─── PROVIDED RECORDS

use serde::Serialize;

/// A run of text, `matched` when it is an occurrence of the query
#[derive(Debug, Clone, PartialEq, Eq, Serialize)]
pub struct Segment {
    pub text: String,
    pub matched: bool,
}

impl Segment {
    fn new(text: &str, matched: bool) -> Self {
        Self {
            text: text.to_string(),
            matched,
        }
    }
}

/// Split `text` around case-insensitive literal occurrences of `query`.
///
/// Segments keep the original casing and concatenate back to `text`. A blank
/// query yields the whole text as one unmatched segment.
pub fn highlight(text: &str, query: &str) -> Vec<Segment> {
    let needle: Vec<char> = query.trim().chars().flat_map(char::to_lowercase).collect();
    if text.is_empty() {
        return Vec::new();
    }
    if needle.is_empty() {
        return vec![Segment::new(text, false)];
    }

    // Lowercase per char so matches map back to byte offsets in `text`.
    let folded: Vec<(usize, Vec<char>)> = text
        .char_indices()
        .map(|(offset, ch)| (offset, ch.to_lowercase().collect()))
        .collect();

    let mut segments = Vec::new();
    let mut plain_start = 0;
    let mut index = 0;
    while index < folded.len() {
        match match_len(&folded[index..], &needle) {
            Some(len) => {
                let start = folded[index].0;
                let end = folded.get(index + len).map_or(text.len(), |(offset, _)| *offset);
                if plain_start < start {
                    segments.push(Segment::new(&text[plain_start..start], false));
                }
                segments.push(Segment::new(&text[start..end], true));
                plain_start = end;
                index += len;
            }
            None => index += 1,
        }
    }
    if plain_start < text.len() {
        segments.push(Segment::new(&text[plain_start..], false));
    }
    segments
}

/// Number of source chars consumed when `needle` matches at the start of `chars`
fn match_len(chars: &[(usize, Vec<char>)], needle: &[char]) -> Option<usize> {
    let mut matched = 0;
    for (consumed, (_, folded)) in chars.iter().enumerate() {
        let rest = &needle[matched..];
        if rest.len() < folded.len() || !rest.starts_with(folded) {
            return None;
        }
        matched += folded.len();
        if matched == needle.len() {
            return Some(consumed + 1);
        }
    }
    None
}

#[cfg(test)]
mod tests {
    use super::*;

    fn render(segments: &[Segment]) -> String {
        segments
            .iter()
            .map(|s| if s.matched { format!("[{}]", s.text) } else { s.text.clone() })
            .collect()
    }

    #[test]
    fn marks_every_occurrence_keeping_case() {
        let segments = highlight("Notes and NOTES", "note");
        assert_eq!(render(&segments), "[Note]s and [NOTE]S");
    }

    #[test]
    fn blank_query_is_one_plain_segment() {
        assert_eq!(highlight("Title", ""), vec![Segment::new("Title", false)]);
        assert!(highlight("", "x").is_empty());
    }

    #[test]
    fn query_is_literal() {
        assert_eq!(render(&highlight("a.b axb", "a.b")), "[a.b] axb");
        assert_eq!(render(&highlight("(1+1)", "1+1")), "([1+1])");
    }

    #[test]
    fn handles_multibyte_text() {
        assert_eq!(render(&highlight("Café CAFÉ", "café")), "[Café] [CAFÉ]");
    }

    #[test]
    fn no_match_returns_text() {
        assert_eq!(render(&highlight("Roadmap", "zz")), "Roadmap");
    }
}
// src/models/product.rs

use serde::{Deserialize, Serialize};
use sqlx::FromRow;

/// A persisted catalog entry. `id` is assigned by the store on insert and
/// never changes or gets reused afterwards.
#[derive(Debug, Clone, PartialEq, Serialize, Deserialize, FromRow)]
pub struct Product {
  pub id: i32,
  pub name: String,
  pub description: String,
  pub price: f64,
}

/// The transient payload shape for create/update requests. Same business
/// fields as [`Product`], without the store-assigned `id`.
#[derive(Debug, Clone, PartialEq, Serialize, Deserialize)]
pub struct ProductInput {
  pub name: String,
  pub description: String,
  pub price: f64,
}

──────
─── PROVIDED RECORDS

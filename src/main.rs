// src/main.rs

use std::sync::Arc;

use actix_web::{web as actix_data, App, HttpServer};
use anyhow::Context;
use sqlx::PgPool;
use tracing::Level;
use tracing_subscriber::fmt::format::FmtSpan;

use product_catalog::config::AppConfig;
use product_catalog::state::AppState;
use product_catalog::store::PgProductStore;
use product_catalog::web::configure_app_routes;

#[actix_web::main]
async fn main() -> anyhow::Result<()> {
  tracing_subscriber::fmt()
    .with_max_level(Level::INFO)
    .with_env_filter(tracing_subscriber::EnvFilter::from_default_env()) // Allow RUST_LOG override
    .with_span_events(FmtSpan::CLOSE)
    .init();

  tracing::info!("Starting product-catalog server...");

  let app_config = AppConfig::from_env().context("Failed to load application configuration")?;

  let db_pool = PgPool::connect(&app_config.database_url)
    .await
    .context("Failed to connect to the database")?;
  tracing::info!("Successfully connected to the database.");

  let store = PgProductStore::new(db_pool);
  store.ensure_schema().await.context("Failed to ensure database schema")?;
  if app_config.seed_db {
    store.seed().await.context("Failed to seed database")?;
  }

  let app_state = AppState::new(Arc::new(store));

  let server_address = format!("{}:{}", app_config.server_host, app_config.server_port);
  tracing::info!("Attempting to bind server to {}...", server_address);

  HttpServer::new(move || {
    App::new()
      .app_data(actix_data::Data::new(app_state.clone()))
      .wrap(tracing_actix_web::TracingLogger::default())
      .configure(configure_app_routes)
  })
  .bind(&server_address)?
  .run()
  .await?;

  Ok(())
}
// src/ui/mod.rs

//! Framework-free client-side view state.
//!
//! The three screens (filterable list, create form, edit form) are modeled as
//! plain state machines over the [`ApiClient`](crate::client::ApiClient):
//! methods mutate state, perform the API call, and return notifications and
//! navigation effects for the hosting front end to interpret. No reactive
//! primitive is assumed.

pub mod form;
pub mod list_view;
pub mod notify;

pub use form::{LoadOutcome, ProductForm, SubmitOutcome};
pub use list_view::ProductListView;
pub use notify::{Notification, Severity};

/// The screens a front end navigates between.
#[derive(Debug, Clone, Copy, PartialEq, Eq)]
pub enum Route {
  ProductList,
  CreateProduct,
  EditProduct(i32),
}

──────

**WHAT YOU HAVE TO DO**
In the listing, return each line containing the string "derive".

**THE COMPLETED TASK**
#[derive(Debug, Clone, PartialEq, Eq, Serialize)]
#[derive(Debug, Clone, PartialEq, Serialize, Deserialize, FromRow)]
#[derive(Debug, Clone, PartialEq, Serialize, Deserialize)]
#[derive(Debug, Clone, Copy, PartialEq, Eq)]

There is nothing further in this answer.